──────── EXERCISE INPUTS ────────

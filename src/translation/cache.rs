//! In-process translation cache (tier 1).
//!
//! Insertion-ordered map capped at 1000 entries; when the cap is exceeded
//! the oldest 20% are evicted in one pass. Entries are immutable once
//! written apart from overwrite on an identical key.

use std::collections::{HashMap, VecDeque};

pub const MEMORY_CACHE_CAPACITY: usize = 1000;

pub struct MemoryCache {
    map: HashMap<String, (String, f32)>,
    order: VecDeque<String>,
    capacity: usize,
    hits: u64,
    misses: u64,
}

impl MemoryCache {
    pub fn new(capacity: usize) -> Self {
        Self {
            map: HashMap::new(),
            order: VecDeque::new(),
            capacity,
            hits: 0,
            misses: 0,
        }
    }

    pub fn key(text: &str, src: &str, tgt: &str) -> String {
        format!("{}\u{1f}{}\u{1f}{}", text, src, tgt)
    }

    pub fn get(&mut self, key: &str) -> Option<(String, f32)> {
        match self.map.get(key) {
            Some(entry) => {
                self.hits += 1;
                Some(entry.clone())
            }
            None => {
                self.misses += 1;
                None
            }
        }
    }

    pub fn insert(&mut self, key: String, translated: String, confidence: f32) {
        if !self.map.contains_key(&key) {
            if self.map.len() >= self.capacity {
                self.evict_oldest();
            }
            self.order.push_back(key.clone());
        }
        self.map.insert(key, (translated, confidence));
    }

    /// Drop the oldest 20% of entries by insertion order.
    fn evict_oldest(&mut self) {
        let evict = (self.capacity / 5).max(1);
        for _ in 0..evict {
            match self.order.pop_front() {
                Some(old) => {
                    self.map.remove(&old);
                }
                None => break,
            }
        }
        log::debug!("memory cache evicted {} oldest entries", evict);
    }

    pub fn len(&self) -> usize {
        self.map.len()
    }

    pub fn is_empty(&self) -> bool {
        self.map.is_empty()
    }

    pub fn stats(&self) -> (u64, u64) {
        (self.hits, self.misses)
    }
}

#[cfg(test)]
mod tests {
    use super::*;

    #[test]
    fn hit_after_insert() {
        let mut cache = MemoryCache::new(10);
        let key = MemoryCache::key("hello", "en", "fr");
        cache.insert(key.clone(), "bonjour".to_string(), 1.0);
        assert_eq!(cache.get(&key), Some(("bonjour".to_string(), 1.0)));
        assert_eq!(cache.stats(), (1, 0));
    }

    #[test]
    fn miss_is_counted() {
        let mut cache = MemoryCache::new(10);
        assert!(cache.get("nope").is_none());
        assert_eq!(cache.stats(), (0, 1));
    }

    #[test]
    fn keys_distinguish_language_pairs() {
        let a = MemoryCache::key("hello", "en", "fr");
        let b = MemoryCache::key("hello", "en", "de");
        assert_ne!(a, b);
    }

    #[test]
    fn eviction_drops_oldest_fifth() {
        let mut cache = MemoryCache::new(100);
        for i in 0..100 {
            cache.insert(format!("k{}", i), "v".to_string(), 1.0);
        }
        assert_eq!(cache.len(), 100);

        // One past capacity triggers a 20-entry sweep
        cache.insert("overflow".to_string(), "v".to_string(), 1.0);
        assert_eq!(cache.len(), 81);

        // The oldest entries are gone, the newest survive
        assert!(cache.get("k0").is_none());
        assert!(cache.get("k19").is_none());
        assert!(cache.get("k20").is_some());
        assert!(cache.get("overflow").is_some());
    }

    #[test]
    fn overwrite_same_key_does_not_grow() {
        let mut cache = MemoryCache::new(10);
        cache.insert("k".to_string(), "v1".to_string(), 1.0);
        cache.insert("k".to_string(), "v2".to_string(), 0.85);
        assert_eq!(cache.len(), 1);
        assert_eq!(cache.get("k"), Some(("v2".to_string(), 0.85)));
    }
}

────────

*TASK ITEM*. Only the lines above that include the word "VecDeque" belong in the answer; copy each one.

*EXERCISE RESULT*.
use std::collections::{HashMap, VecDeque};
    order: VecDeque<String>,
            order: VecDeque::new(),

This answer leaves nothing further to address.